S'il est vrai que Monsieur Patrick E..., qui se présente comme ex-conjoint de Madame B..., a attesté le 28 février 2018 - étant observé que Monsieur A... et Madame B... ont assigné la société Secofi le 20 octobre 2014 -, de ce que cette dernière avait très mal vécu une précédente expérience d'acquisition d'une maison atteinte d'attaques de mérule, il l'est aussi que Monsieur A... n'a pas, dans le courriel adressé par lui à la société Secofi le 28 juin 2013 en vue de la préparation de l'acte sous seings privés, fait état d'une telle préoccupation parmi les éléments à intégrer dans l'acte 'en plus des diagnostics habituels'.
La cour considère que la chance perdue par Monsieur A... et Madame B... est de 95 %, et il ne saurait leur être reproché de ne pas avoir recherché à minimiser leur préjudice en mettant en cause l'agent immobilier qui a pu les assister ou le notaire qui a reçu l'acte authentique pour n'avoir pas fait courir un nouveau délai de rétractation.
La société Secofi sera donc condamnée à leur verser la somme de 31 825€.
Elle sera également condamnée à verser, au titre de l'article 700 du Code de procédure civile, une indemnité de 4 000 € pour les frais irrépétibles de première instance et d'appel à Monsieur A... et Madame B..., et une indemnité de 2 000 € à Monsieur Y... et Madame Z..., divorcée Y....
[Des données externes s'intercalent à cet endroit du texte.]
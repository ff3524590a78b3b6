use super::*;
use crate::application::catalog::descriptor;
use crate::model::{ModelError, DISCOVERY_TOOL_NAME};
use async_trait::async_trait;
use serde_json::json;
use std::collections::VecDeque;
use std::sync::Mutex;

struct ScriptedProvider {
    replies: Mutex<VecDeque<Result<ExchangeReply, ModelError>>>,
    requests: Mutex<Vec<ExchangeRequest>>,
}

impl ScriptedProvider {
    fn new(replies: Vec<Result<ExchangeReply, ModelError>>) -> Arc<Self> {
        Arc::new(Self {
            replies: Mutex::new(replies.into()),
            requests: Mutex::new(Vec::new()),
        })
    }

    fn recorded_requests(&self) -> Vec<ExchangeRequest> {
        self.requests.lock().expect("requests lock").clone()
    }
}

#[async_trait]
impl ModelProvider for ScriptedProvider {
    async fn exchange(&self, request: ExchangeRequest) -> Result<ExchangeReply, ModelError> {
        self.requests.lock().expect("requests lock").push(request);
        self.replies
            .lock()
            .expect("replies lock")
            .pop_front()
            .unwrap_or_else(|| Err(ModelError::InvalidResponse("script exhausted".into())))
    }
}

fn reply(blocks: Vec<Block>) -> Result<ExchangeReply, ModelError> {
    Ok(ExchangeReply {
        blocks,
        usage: TurnUsage {
            input_units: 10,
            output_units: 5,
            discovery_requests: 0,
        },
    })
}

fn text(content: &str) -> Block {
    Block::Text {
        text: content.to_string(),
    }
}

fn discovery(id: &str, query: &str) -> Block {
    Block::Discovery {
        id: id.to_string(),
        query: query.to_string(),
        strategy: None,
        k: None,
    }
}

fn invocation(id: &str, tool: &str) -> Block {
    Block::Invocation {
        id: id.to_string(),
        tool: tool.to_string(),
        arguments: json!({ "location": "Tokyo" }),
    }
}

fn test_catalog() -> Arc<ToolCatalog> {
    Arc::new(
        ToolCatalog::new(vec![
            descriptor("get_weather", "Get the current weather in a location", true),
            descriptor("convert_currency", "Convert amounts between currencies", false),
            descriptor("get_stock_price", "Get the latest stock price", false),
        ])
        .expect("catalog builds"),
    )
}

fn engine(provider: Arc<dyn ModelProvider>, options: OrchestratorOptions) -> Orchestrator {
    let catalog = test_catalog();
    let router = Arc::new(DiscoveryRouter::new(
        crate::application::discovery::LexicalIndex::build(&catalog),
        None,
    ));
    let mut dispatcher =
        CapabilityDispatcher::new(catalog.clone(), std::time::Duration::from_secs(1));
    for id in ["get_weather", "convert_currency", "get_stock_price"] {
        dispatcher.register_local(
            id,
            Arc::new(move |arguments: &Value| Ok(json!({ "tool": id, "args": arguments }))),
        );
    }
    Orchestrator::new(
        provider,
        router,
        Arc::new(dispatcher),
        catalog,
        options,
    )
}

fn fast_options() -> OrchestratorOptions {
    OrchestratorOptions {
        max_turns: 6,
        exchange_attempts: 1,
        exchange_backoff: Duration::from_millis(1),
        ..Default::default()
    }
}

#[tokio::test]
async fn discover_then_invoke_then_answer() {
    let provider = ScriptedProvider::new(vec![
        reply(vec![discovery("d1", "currency conversion")]),
        reply(vec![invocation("i1", "convert_currency")]),
        reply(vec![text("100 USD is about 92 EUR.")]),
    ]);
    let engine = engine(provider.clone(), fast_options());

    let outcome = engine
        .run("convert 100 usd to eur".into(), CancelToken::never())
        .await;

    match outcome.end {
        ConversationEnd::Completed { response } => {
            assert_eq!(response, "100 USD is about 92 EUR.")
        }
        other => panic!("expected completion, got {other:?}"),
    }
    assert_eq!(outcome.steps.len(), 1);
    assert_eq!(outcome.steps[0].tool, "convert_currency");
    assert!(outcome.steps[0].success);
    assert_eq!(outcome.usage.per_turn.len(), 3);
    assert_eq!(outcome.usage.totals.discovery_requests, 1);
    assert_eq!(outcome.usage.totals.input_units, 30);

    // The second exchange must carry the discovery results back to the model.
    let requests = provider.recorded_requests();
    let results_turn = requests[1].turns.last().expect("result turn");
    assert!(matches!(
        results_turn.blocks[0],
        Block::DiscoveryResults { .. }
    ));
}

#[tokio::test]
async fn undiscovered_invocation_is_recovered_in_conversation() {
    let provider = ScriptedProvider::new(vec![
        reply(vec![invocation("i1", "convert_currency")]),
        reply(vec![text("I need to search for that tool first.")]),
    ]);
    let engine = engine(provider.clone(), fast_options());

    let outcome = engine.run("convert money".into(), CancelToken::never()).await;

    assert!(matches!(outcome.end, ConversationEnd::Completed { .. }));
    // Verification failed, so nothing was dispatched.
    assert!(outcome.steps.is_empty());

    let requests = provider.recorded_requests();
    let results_turn = requests[1].turns.last().expect("result turn");
    match &results_turn.blocks[0] {
        Block::ToolResult { outcome, .. } => match outcome {
            ToolOutcome::Error { kind, .. } => assert_eq!(*kind, ToolFault::NotDiscovered),
            other => panic!("expected error outcome, got {other:?}"),
        },
        other => panic!("expected tool result block, got {other:?}"),
    }
}

#[tokio::test]
async fn unknown_tool_invocation_is_reported_not_fatal() {
    let provider = ScriptedProvider::new(vec![
        reply(vec![invocation("i1", "launch_rockets")]),
        reply(vec![text("That tool does not exist.")]),
    ]);
    let engine = engine(provider.clone(), fast_options());

    let outcome = engine.run("do something".into(), CancelToken::never()).await;
    assert!(matches!(outcome.end, ConversationEnd::Completed { .. }));

    let requests = provider.recorded_requests();
    let results_turn = requests[1].turns.last().expect("result turn");
    match &results_turn.blocks[0] {
        Block::ToolResult { outcome, .. } => match outcome {
            ToolOutcome::Error { kind, .. } => assert_eq!(*kind, ToolFault::UnknownTool),
            other => panic!("expected error outcome, got {other:?}"),
        },
        other => panic!("expected tool result block, got {other:?}"),
    }
}

#[tokio::test]
async fn eager_tools_are_visible_before_any_discovery() {
    let provider = ScriptedProvider::new(vec![reply(vec![text("done")])]);
    let engine = engine(provider.clone(), fast_options());

    engine.run("hello".into(), CancelToken::never()).await;

    let requests = provider.recorded_requests();
    let names: Vec<&str> = requests[0]
        .tools
        .iter()
        .map(|tool| tool.name.as_str())
        .collect();
    assert!(names.contains(&DISCOVERY_TOOL_NAME));
    assert!(names.contains(&"get_weather"));
    assert!(!names.contains(&"convert_currency"));
}

#[tokio::test]
async fn discovery_expands_the_visible_set_for_later_turns() {
    let provider = ScriptedProvider::new(vec![
        reply(vec![discovery("d1", "stock price")]),
        reply(vec![text("found it")]),
    ]);
    let engine = engine(provider.clone(), fast_options());

    engine.run("check stocks".into(), CancelToken::never()).await;

    let requests = provider.recorded_requests();
    let names: Vec<&str> = requests[1]
        .tools
        .iter()
        .map(|tool| tool.name.as_str())
        .collect();
    assert!(names.contains(&"get_stock_price"));
}

#[tokio::test]
async fn turn_limit_fails_with_usage_intact() {
    let mut options = fast_options();
    options.max_turns = 3;
    let provider = ScriptedProvider::new(vec![
        reply(vec![discovery("d1", "weather")]),
        reply(vec![discovery("d2", "weather")]),
        reply(vec![discovery("d3", "weather")]),
    ]);
    let engine = engine(provider, options);

    let outcome = engine.run("loop forever".into(), CancelToken::never()).await;

    match outcome.end {
        ConversationEnd::Failed {
            reason: FailureReason::TurnLimitExceeded { max_turns },
        } => assert_eq!(max_turns, 3),
        other => panic!("expected turn limit failure, got {other:?}"),
    }
    assert_eq!(outcome.usage.per_turn.len(), 3);
    assert_eq!(outcome.usage.totals.discovery_requests, 3);
}

#[tokio::test]
async fn exchange_failures_exhaust_retries_then_fail() {
    let mut options = fast_options();
    options.exchange_attempts = 2;
    let provider = ScriptedProvider::new(vec![
        Err(ModelError::InvalidResponse("flaky".into())),
        Err(ModelError::InvalidResponse("still flaky".into())),
    ]);
    let engine = engine(provider.clone(), options);

    let outcome = engine.run("hello".into(), CancelToken::never()).await;

    match outcome.end {
        ConversationEnd::Failed {
            reason: FailureReason::ModelExchangeFailed { message },
        } => assert!(message.contains("still flaky")),
        other => panic!("expected exchange failure, got {other:?}"),
    }
    assert_eq!(provider.recorded_requests().len(), 2);
}

#[tokio::test]
async fn transient_exchange_failure_is_retried() {
    let mut options = fast_options();
    options.exchange_attempts = 3;
    let provider = ScriptedProvider::new(vec![
        Err(ModelError::InvalidResponse("flaky".into())),
        reply(vec![text("recovered")]),
    ]);
    let engine = engine(provider, options);

    let outcome = engine.run("hello".into(), CancelToken::never()).await;
    assert!(matches!(outcome.end, ConversationEnd::Completed { .. }));
}

#[tokio::test]
async fn cancellation_short_circuits_the_loop() {
    let provider = ScriptedProvider::new(vec![reply(vec![text("never seen")])]);
    let engine = engine(provider.clone(), fast_options());
    let (handle, token) = cancel_pair();
    handle.cancel();

    let outcome = engine.run("hello".into(), token).await;

    assert!(matches!(
        outcome.end,
        ConversationEnd::Failed {
            reason: FailureReason::Cancelled,
        }
    ));
    assert!(provider.recorded_requests().is_empty());
}

/// Delegates to the script, then fires the cancel handle: cancellation
/// lands after the model reply but before anything is dispatched.
struct CancelAfterExchange {
    inner: Arc<ScriptedProvider>,
    handle: CancelHandle,
}

#[async_trait]
impl ModelProvider for CancelAfterExchange {
    async fn exchange(&self, request: ExchangeRequest) -> Result<ExchangeReply, ModelError> {
        let reply = self.inner.exchange(request).await;
        self.handle.cancel();
        reply
    }
}

#[tokio::test]
async fn cancellation_before_dispatch_skips_the_batch() {
    let scripted = ScriptedProvider::new(vec![reply(vec![invocation("i1", "get_weather")])]);
    let (handle, token) = cancel_pair();
    let engine = engine(
        Arc::new(CancelAfterExchange {
            inner: scripted.clone(),
            handle,
        }),
        fast_options(),
    );

    let outcome = engine.run("weather please".into(), token).await;

    assert!(matches!(
        outcome.end,
        ConversationEnd::Failed {
            reason: FailureReason::Cancelled,
        }
    ));
    // The eager tool was invocable, but nothing may be dispatched after
    // cancellation.
    assert!(outcome.steps.is_empty());
    // The exchange that did happen is still accounted for.
    assert_eq!(outcome.usage.per_turn.len(), 1);
    assert_eq!(scripted.recorded_requests().len(), 1);
}

#[tokio::test]
async fn parallel_invocations_keep_emission_order() {
    let provider = ScriptedProvider::new(vec![
        reply(vec![discovery("d1", "currency stock")]),
        reply(vec![
            invocation("i1", "convert_currency"),
            invocation("i2", "get_stock_price"),
        ]),
        reply(vec![text("done")]),
    ]);
    let engine = engine(provider.clone(), fast_options());

    let outcome = engine.run("two things".into(), CancelToken::never()).await;

    assert_eq!(outcome.steps.len(), 2);
    assert_eq!(outcome.steps[0].tool, "convert_currency");
    assert_eq!(outcome.steps[1].tool, "get_stock_price");

    let requests = provider.recorded_requests();
    let results_turn = requests[2].turns.last().expect("result turn");
    let ids: Vec<&str> = results_turn
        .blocks
        .iter()
        .map(|block| match block {
            Block::ToolResult { invocation_id, .. } => invocation_id.as_str(),
            other => panic!("expected tool result block, got {other:?}"),
        })
        .collect();
    assert_eq!(ids, vec!["i1", "i2"]);
}

#[tokio::test]
async fn semantic_request_degrades_to_lexical_without_an_index() {
    let provider = ScriptedProvider::new(vec![
        reply(vec![Block::Discovery {
            id: "d1".into(),
            query: "currency".into(),
            strategy: Some(SearchStrategy::Semantic),
            k: None,
        }]),
        reply(vec![text("done")]),
    ]);
    let engine = engine(provider.clone(), fast_options());

    let outcome = engine.run("convert".into(), CancelToken::never()).await;
    assert!(matches!(outcome.end, ConversationEnd::Completed { .. }));

    let requests = provider.recorded_requests();
    let results_turn = requests[1].turns.last().expect("result turn");
    match &results_turn.blocks[0] {
        Block::DiscoveryResults { matches, .. } => {
            assert!(!matches.is_empty());
            assert_eq!(matches[0].strategy, SearchStrategy::LexicalRanked);
        }
        other => panic!("expected discovery results, got {other:?}"),
    }
}

#[tokio::test]
async fn empty_discovery_results_still_produce_a_result_block() {
    let provider = ScriptedProvider::new(vec![
        reply(vec![discovery("d1", "quantum chromodynamics")]),
        reply(vec![text("nothing matched")]),
    ]);
    let engine = engine(provider.clone(), fast_options());

    let outcome = engine.run("search".into(), CancelToken::never()).await;
    assert!(matches!(outcome.end, ConversationEnd::Completed { .. }));

    let requests = provider.recorded_requests();
    let results_turn = requests[1].turns.last().expect("result turn");
    match &results_turn.blocks[0] {
        Block::DiscoveryResults { matches, request_id } => {
            assert_eq!(request_id, "d1");
            assert!(matches.is_empty());
        }
        other => panic!("expected discovery results, got {other:?}"),
    }
}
La société Secofi sera condamnée également aux dépens de première instance et d'appel.
PAR CES MOTIFS:
La cour,
Après rapport fait à l'audience;
Vu son arrêt du 23 janvier 2018 et statuant sur ce qui reste à juger:
Condamne la Sarl Secofi à payer à Monsieur Hugues A... et Madame Emmanuelle B... une somme de 31 825€ à titre de dommages-intérêts en réparation du préjudice causé par son manquement à ses obligations contractuelles;
Condamne la Sarl Secofi à payer, au titre de l'article 700 du Code de procédure civile:
la somme de 4 000 € à Monsieur Hugues A... et Madame Emmanuelle B...,
la somme de 2 000 € à Monsieur Erwan Y... et Madame Judith Z..., divorcée Y...;
Rejette toutes autres demandes;
Condamne la Sarl Secofi aux dépens de première instance et d'appel.